(Records supplied begins)

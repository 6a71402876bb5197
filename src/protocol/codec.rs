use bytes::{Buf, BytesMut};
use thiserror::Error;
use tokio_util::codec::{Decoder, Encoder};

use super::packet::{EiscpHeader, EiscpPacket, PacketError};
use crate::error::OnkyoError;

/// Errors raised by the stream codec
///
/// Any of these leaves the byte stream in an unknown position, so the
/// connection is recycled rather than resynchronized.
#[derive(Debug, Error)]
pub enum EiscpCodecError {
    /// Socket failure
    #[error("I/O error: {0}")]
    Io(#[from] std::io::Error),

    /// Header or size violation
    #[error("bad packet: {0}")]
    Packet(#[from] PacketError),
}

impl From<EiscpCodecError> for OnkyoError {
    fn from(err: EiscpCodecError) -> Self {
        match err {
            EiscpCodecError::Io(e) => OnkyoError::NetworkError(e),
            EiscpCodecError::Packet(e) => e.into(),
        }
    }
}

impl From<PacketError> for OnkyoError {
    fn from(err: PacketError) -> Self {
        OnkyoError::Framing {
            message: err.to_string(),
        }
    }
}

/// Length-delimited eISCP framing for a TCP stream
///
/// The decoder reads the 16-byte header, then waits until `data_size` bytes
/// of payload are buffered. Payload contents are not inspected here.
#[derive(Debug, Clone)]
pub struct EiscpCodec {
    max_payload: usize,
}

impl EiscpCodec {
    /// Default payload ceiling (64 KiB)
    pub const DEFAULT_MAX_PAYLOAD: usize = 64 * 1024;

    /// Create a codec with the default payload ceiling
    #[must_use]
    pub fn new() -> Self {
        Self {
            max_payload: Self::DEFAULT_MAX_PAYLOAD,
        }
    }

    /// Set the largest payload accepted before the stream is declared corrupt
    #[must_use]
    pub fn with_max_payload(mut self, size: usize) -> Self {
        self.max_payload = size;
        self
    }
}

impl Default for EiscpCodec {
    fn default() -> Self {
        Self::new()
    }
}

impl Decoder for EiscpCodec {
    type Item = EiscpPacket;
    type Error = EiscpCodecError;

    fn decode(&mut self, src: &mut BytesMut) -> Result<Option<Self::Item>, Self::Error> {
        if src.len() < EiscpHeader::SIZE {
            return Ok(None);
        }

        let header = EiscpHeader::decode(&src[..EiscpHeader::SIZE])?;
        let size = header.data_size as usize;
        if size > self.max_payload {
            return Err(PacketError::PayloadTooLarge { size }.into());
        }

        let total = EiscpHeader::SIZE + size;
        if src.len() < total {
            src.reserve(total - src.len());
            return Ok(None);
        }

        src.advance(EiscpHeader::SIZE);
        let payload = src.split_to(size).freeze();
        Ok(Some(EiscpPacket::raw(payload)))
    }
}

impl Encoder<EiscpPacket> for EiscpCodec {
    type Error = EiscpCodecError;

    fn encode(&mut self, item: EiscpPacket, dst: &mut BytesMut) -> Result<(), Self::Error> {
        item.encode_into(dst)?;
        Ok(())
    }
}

(Records supplied ends)

__What to produce__: Copy exactly the line containing "impl Default for" and every line after it, ending with the last line of the records above.

__Exercise result__:
impl Default for EiscpCodec {
    fn default() -> Self {
        Self::new()
    }
}

impl Decoder for EiscpCodec {
    type Item = EiscpPacket;
    type Error = EiscpCodecError;

    fn decode(&mut self, src: &mut BytesMut) -> Result<Option<Self::Item>, Self::Error> {
        if src.len() < EiscpHeader::SIZE {
            return Ok(None);
        }

        let header = EiscpHeader::decode(&src[..EiscpHeader::SIZE])?;
        let size = header.data_size as usize;
        if size > self.max_payload {
            return Err(PacketError::PayloadTooLarge { size }.into());
        }

        let total = EiscpHeader::SIZE + size;
        if src.len() < total {
            src.reserve(total - src.len());
            return Ok(None);
        }

        src.advance(EiscpHeader::SIZE);
        let payload = src.split_to(size).freeze();
        Ok(Some(EiscpPacket::raw(payload)))
    }
}

impl Encoder<EiscpPacket> for EiscpCodec {
    type Error = EiscpCodecError;

    fn encode(&mut self, item: EiscpPacket, dst: &mut BytesMut) -> Result<(), Self::Error> {
        item.encode_into(dst)?;
        Ok(())
    }
}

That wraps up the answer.